■ Task requirements
Your answer should be every line with the word "bind", copied from the data below.
** Data for this task follows **
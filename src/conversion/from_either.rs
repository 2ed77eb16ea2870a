//! Conversions out of `Either<L, R>`.

use crate::either::{Either, none_state};
use crate::error::Fallible;
use crate::option::Optional;
use crate::outcome::{CustomOutcomeOf, Diagnostic, ErrorLogic, OutcomeOf, ResultLogic};

impl<L, R> Either<L, R> {
    /// Keeps a `Left` payload.
    pub fn left_optional(self) -> Optional<L> {
        match self {
            Self::Left(value) => Optional::some(value),
            _ => Optional::none(),
        }
    }

    /// Keeps a `Right` payload.
    pub fn right_optional(self) -> Optional<R> {
        match self {
            Self::Right(value) => Optional::some(value),
            _ => Optional::none(),
        }
    }

    /// `Right(value)` becomes `ok(value)`; `Left(error)` becomes a failure
    /// with `message` carrying `error`.
    ///
    /// # Errors
    ///
    /// Returns [`ContractError::ArgumentNull`](crate::ContractError::ArgumentNull)
    /// if `message` is empty, and
    /// [`ContractError::InvalidOperation`](crate::ContractError::InvalidOperation)
    /// on `None`.
    pub fn to_custom_outcome_of(
        self,
        message: impl Into<String>,
    ) -> Fallible<CustomOutcomeOf<R, L>> {
        let diagnostic = Diagnostic::new(message, None)?;
        match self {
            Self::Right(value) => Ok(CustomOutcomeOf::ok(value)),
            Self::Left(error) => Ok(CustomOutcomeOf::from_parts(
                ErrorLogic::failure(diagnostic, error),
                None,
            )),
            Self::None => Err(none_state("Either::to_custom_outcome_of")),
        }
    }
}

impl<R> Either<String, R> {
    /// `Right(value)` becomes `ok(value)`; `Left(message)` becomes a failure
    /// with that message.
    ///
    /// # Errors
    ///
    /// Returns [`ContractError::ArgumentNull`](crate::ContractError::ArgumentNull)
    /// if the `Left` message is empty, and
    /// [`ContractError::InvalidOperation`](crate::ContractError::InvalidOperation)
    /// on `None`.
    ///
    /// # Examples
    ///
    /// ```rust
    /// use railway::Either;
    ///
    /// let failed: Either<String, i32> = Either::Left("timed out".to_string());
    /// let outcome = failed.to_outcome_of().unwrap();
    /// assert_eq!(outcome.message(), Some("timed out"));
    /// ```
    pub fn to_outcome_of(self) -> Fallible<OutcomeOf<R>> {
        match self {
            Self::Right(value) => Ok(OutcomeOf::ok(value)),
            Self::Left(message) => {
                let diagnostic = Diagnostic::new(message, None)?;
                Ok(OutcomeOf::from_parts(ResultLogic::failure(diagnostic), None))
            }
            Self::None => Err(none_state("Either::to_outcome_of")),
        }
    }
}

#[cfg(test)]
mod tests {
    use super::*;
    use rstest::rstest;

    #[rstest]
    fn test_branch_optionals() {
        let left: Either<&str, i32> = Either::Left("e");
        assert_eq!(left.left_optional(), Optional::some("e"));
        assert_eq!(left.right_optional(), Optional::none());
        assert_eq!(Either::<&str, i32>::None.left_optional(), Optional::none());
    }

    #[rstest]
    fn test_to_custom_outcome_of_carries_left_as_error() {
        let left: Either<u16, &str> = Either::Left(404);
        let outcome = left.to_custom_outcome_of("lookup failed").unwrap();
        assert_eq!(outcome.error(), Ok(&404));
        assert_eq!(outcome.message(), Some("lookup failed"));
    }

    #[rstest]
    fn test_to_outcome_of_rejects_none_and_empty_message() {
        let none: Either<String, i32> = Either::None;
        assert!(none.to_outcome_of().unwrap_err().is_invalid_operation());
        let empty: Either<String, i32> = Either::Left(String::new());
        assert!(empty.to_outcome_of().unwrap_err().is_argument_null());
    }
}
impl<T> OutcomeOf<T> {
    // =========================================================================
    // Construction
    // =========================================================================

    /// Creates a success carrying `value`.
    #[inline]
    pub const fn ok(value: T) -> Self {
        Self {
            logic: ResultLogic::ok(),
            value: Some(value),
        }
    }

    /// Creates a warning carrying `value`.
    ///
    /// # Errors
    ///
    /// Returns [`ContractError::ArgumentNull`](crate::ContractError::ArgumentNull)
    /// if `message` is empty.
    pub fn warn(value: T, message: impl Into<String>) -> Fallible<Self> {
        let logic = ResultLogic::warn(message, None)?;
        Ok(Self::from_parts(logic, Some(value)))
    }

    /// Creates a warning carrying `value` and an exception.
    ///
    /// # Errors
    ///
    /// Returns [`ContractError::ArgumentNull`](crate::ContractError::ArgumentNull)
    /// if `message` is empty.
    pub fn warn_with_exception(
        value: T,
        message: impl Into<String>,
        exception: Exception,
    ) -> Fallible<Self> {
        let logic = ResultLogic::warn(message, Some(exception))?;
        Ok(Self::from_parts(logic, Some(value)))
    }

    /// Creates a failure.
    ///
    /// # Errors
    ///
    /// Returns [`ContractError::ArgumentNull`](crate::ContractError::ArgumentNull)
    /// if `message` is empty.
    pub fn fail(message: impl Into<String>) -> Fallible<Self> {
        ResultLogic::fail(message, None).map(|logic| Self::from_parts(logic, None))
    }

    /// Creates a failure with an attached exception.
    ///
    /// # Errors
    ///
    /// Returns [`ContractError::ArgumentNull`](crate::ContractError::ArgumentNull)
    /// if `message` is empty.
    pub fn fail_with_exception(message: impl Into<String>, exception: Exception) -> Fallible<Self> {
        ResultLogic::fail(message, Some(exception)).map(|logic| Self::from_parts(logic, None))
    }

    /// Assembles an outcome; `value` is present exactly when `logic` is a
    /// success or warning.
    pub(crate) const fn from_parts(logic: ResultLogic, value: Option<T>) -> Self {
        Self { logic, value }
    }

    // =========================================================================
    // State
    // =========================================================================

    /// Returns the underlying logic.
    #[inline]
    pub const fn logic(&self) -> &ResultLogic {
        &self.logic
    }

    /// Returns the state.
    #[inline]
    pub const fn status(&self) -> Status {
        self.logic.status()
    }

    /// Returns `true` for success and warning.
    #[inline]
    pub const fn is_success(&self) -> bool {
        self.logic.is_success()
    }

    /// Returns `true` for a warning.
    #[inline]
    pub const fn is_warning(&self) -> bool {
        self.logic.is_warning()
    }

    /// Returns `true` for a failure.
    #[inline]
    pub const fn is_failure(&self) -> bool {
        self.logic.is_failure()
    }

    /// Returns `true` for a warning or a failure.
    #[inline]
    pub const fn is_convertible_to_failure(&self) -> bool {
        self.logic.is_convertible_to_failure()
    }

    /// Returns the message of a warning or failure.
    pub fn message(&self) -> Option<&str> {
        self.logic.message()
    }

    /// Returns the exception of a warning or failure, if any.
    pub fn exception(&self) -> Option<&Exception> {
        self.logic.exception()
    }

    // =========================================================================
    // Accessors
    // =========================================================================

    /// Returns the value of a success or warning.
    ///
    /// # Errors
    ///
    /// Returns [`ContractError::InvalidOperation`](crate::ContractError::InvalidOperation)
    /// on a failure.
    pub fn value(&self) -> Fallible<&T> {
        self.value
            .as_ref()
            .ok_or_else(|| not_success("OutcomeOf::value", self.status()))
    }

    /// Consumes the outcome and returns the value of a success or warning.
    ///
    /// # Errors
    ///
    /// Returns [`ContractError::InvalidOperation`](crate::ContractError::InvalidOperation)
    /// on a failure.
    pub fn into_value(self) -> Fallible<T> {
        let status = self.status();
        self.value
            .ok_or_else(|| not_success("OutcomeOf::into_value", status))
    }

    /// Returns the value, or `default` on failure.
    #[inline]
    pub fn value_or(self, default: T) -> T {
        self.value.unwrap_or(default)
    }

    /// Returns the value, or the result of `default` on failure.
    #[inline]
    pub fn value_or_else<F>(self, default: F) -> T
    where
        F: FnOnce() -> T,
    {
        self.value.unwrap_or_else(default)
    }

    /// Splits the outcome into its logic and value.
    pub fn into_parts(self) -> (ResultLogic, Option<T>) {
        (self.logic, self.value)
    }

    // =========================================================================
    // Casts
    // =========================================================================

    /// Drops the value, keeping the state.
    pub fn without_value(self) -> Outcome {
        Outcome::from_logic(self.logic)
    }

    /// Transforms the value of a success or warning; never runs for a failure.
    ///
    /// # Examples
    ///
    /// ```rust
    /// use railway::OutcomeOf;
    ///
    /// let length = OutcomeOf::ok("railway").map(str::len);
    /// assert_eq!(length.value(), Ok(&7));
    /// ```
    pub fn map<U, F>(self, function: F) -> OutcomeOf<U>
    where
        F: FnOnce(T) -> U,
    {
        OutcomeOf::from_parts(self.logic, self.value.map(function))
    }

    /// Replaces the value of a success or warning with `value`.
    pub fn cast_value<U>(self, value: U) -> OutcomeOf<U> {
        self.map(|_| value)
    }

    /// Chains a computation on the value of a success or warning.
    ///
    /// A warning is kept when the next step succeeds.
    ///
    /// # Examples
    ///
    /// ```rust
    /// use railway::OutcomeOf;
    ///
    /// let cached = OutcomeOf::warn(2, "stale cache").unwrap();
    /// let scaled = cached.bind(|value| OutcomeOf::ok(value * 10));
    /// assert!(scaled.is_warning());
    /// assert_eq!(scaled.message(), Some("stale cache"));
    /// assert_eq!(scaled.value(), Ok(&20));
    /// ```
    pub fn bind<U, F>(self, function: F) -> OutcomeOf<U>
    where
        F: FnOnce(T) -> OutcomeOf<U>,
    {
        match self.value {
            Some(value) => {
                let (logic, value) = function(value).into_parts();
                OutcomeOf::from_parts(self.logic.followed_by(logic), value)
            }
            None => OutcomeOf::from_parts(self.logic, None),
        }
    }

    /// Converts a warning or failure into a failed `OutcomeOf<U>`.
    ///
    /// # Errors
    ///
    /// Returns [`ContractError::InvalidOperation`](crate::ContractError::InvalidOperation)
    /// on a success.
    pub fn to_failure<U>(self) -> Fallible<OutcomeOf<U>> {
        let diagnostic = self.logic.into_failure("OutcomeOf::to_failure")?;
        Ok(OutcomeOf::from_parts(ResultLogic::failure(diagnostic), None))
    }

    /// Attaches a typed error used only if this is a failure.
    pub fn with_error<E>(self, error: E) -> CustomOutcomeOf<T, E> {
        self.with_error_from(|| error)
    }

    /// Attaches a typed error produced by `error`, which runs only for a failure.
    pub fn with_error_from<E, F>(self, error: F) -> CustomOutcomeOf<T, E>
    where
        F: FnOnce() -> E,
    {
        CustomOutcomeOf::from_parts(ErrorLogic::from_logic(self.logic, error), self.value)
    }

    /// Converts a warning or failure into a failed `CustomOutcome<E>`.
    ///
    /// # Errors
    ///
    /// Returns [`ContractError::InvalidOperation`](crate::ContractError::InvalidOperation)
    /// on a success.
    pub fn to_custom_failure<E>(self, error: E) -> Fallible<CustomOutcome<E>> {
        let diagnostic = self.logic.into_failure("OutcomeOf::to_custom_failure")?;
        Ok(CustomOutcome::from_logic(ErrorLogic::failure(diagnostic, error)))
    }

    /// Converts a warning or failure into a failed `CustomOutcomeOf<U, E>`.
    ///
    /// # Errors
    ///
    /// Returns [`ContractError::InvalidOperation`](crate::ContractError::InvalidOperation)
    /// on a success.
    pub fn to_custom_failure_of<U, E>(self, error: E) -> Fallible<CustomOutcomeOf<U, E>> {
        let diagnostic = self.logic.into_failure("OutcomeOf::to_custom_failure_of")?;
        Ok(CustomOutcomeOf::from_parts(
            ErrorLogic::failure(diagnostic, error),
            None,
        ))
    }

    // =========================================================================
    // Combinators
    // =========================================================================

    /// Eliminates the outcome. A warning counts as a success.
    pub fn match_outcome<U, F, G>(self, on_success: F, on_failure: G) -> U
    where
        F: FnOnce(T) -> U,
        G: FnOnce(Diagnostic) -> U,
    {
        match (self.value, self.logic.into_diagnostic()) {
            (Some(value), _) => on_success(value),
            (None, Some(diagnostic)) => on_failure(diagnostic),
            (None, None) => unreachable!("a success always carries a value"),
        }
    }

    /// Applies `function` to the value of a success or warning, or returns
    /// `default` on failure.
    pub fn if_success<U, F>(self, function: F, default: U) -> U
    where
        F: FnOnce(T) -> U,
    {
        self.value.map_or(default, function)
    }

    /// Runs `action` on the value of a success or warning and returns the
    /// outcome unchanged.
    #[must_use]
    pub fn on_success<F>(self, action: F) -> Self
    where
        F: FnOnce(&T),
    {
        if let Some(value) = &self.value {
            action(value);
        }
        self
    }

    /// Runs `action` on failure and returns the outcome unchanged.
    #[must_use]
    pub fn on_failure<F>(self, action: F) -> Self
    where
        F: FnOnce(&Diagnostic),
    {
        if let Some(diagnostic) = self.logic.diagnostic().filter(|_| self.is_failure()) {
            action(diagnostic);
        }
        self
    }

    /// Runs one of two actions depending on the state and returns the
    /// outcome unchanged.
    #[must_use]
    pub fn on_success_or_failure<F, G>(self, on_success: F, on_failure: G) -> Self
    where
        F: FnOnce(&T),
        G: FnOnce(&Diagnostic),
    {
        self.on_success(on_success).on_failure(on_failure)
    }

    // =========================================================================
    // Comparison
    // =========================================================================

    /// Compares with a custom value equality; the logic must also be equal.
    pub fn eq_with<C>(&self, other: &Self, comparer: &C) -> bool
    where
        C: EqualityComparer<T> + ?Sized,
    {
        self.logic == other.logic
            && match (&self.value, &other.value) {
                (Some(left), Some(right)) => comparer.equals(left, right),
                (None, None) => true,
                _ => false,
            }
    }

    /// Orders by state first, then by value under `comparer` when both carry one.
    pub fn compare_with<C>(&self, other: &Self, comparer: &C) -> Ordering
    where
        C: OrderComparer<T> + ?Sized,
    {
        self.logic
            .compare_to(&other.logic)
            .then_with(|| match (&self.value, &other.value) {
                (Some(left), Some(right)) => comparer.compare(left, right),
                _ => Ordering::Equal,
            })
    }
}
** End of Data for this task **
■ Response to this task
    /// let scaled = cached.bind(|value| OutcomeOf::ok(value * 10));
    pub fn bind<U, F>(self, function: F) -> OutcomeOf<U>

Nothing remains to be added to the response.